===== Records provided =====

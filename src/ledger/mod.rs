//! Wire-level view of the DAO program: addresses, records, instructions and signing.

pub mod accounts;
pub mod address;
pub mod builder;
pub mod codec;
pub mod identity;
pub mod instructions;
pub mod records;
pub mod schema;

pub use accounts::{decode_account, encode_account, identify_account, is_uninitialized};
pub use address::{Address, AddressError, DerivationError, MAX_SEED_LEN, derive_address};
pub use builder::{SignedTransaction, TransactionBuilder, TransactionError};
pub use codec::{CodecError, WireEnum, decode_variant_tag};
pub use identity::{Identity, IdentityError, KeypairIdentity};
pub use instructions::{AccountMeta, DaoProgram, Instruction, InstructionArgs};
pub use records::*;
pub use schema::{AccountKind, InstructionKind};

=====

Your goal:
When you find a line in the records that contains the word "identity", copy it.

Output for this task:
pub mod identity;
pub use identity::{Identity, IdentityError, KeypairIdentity};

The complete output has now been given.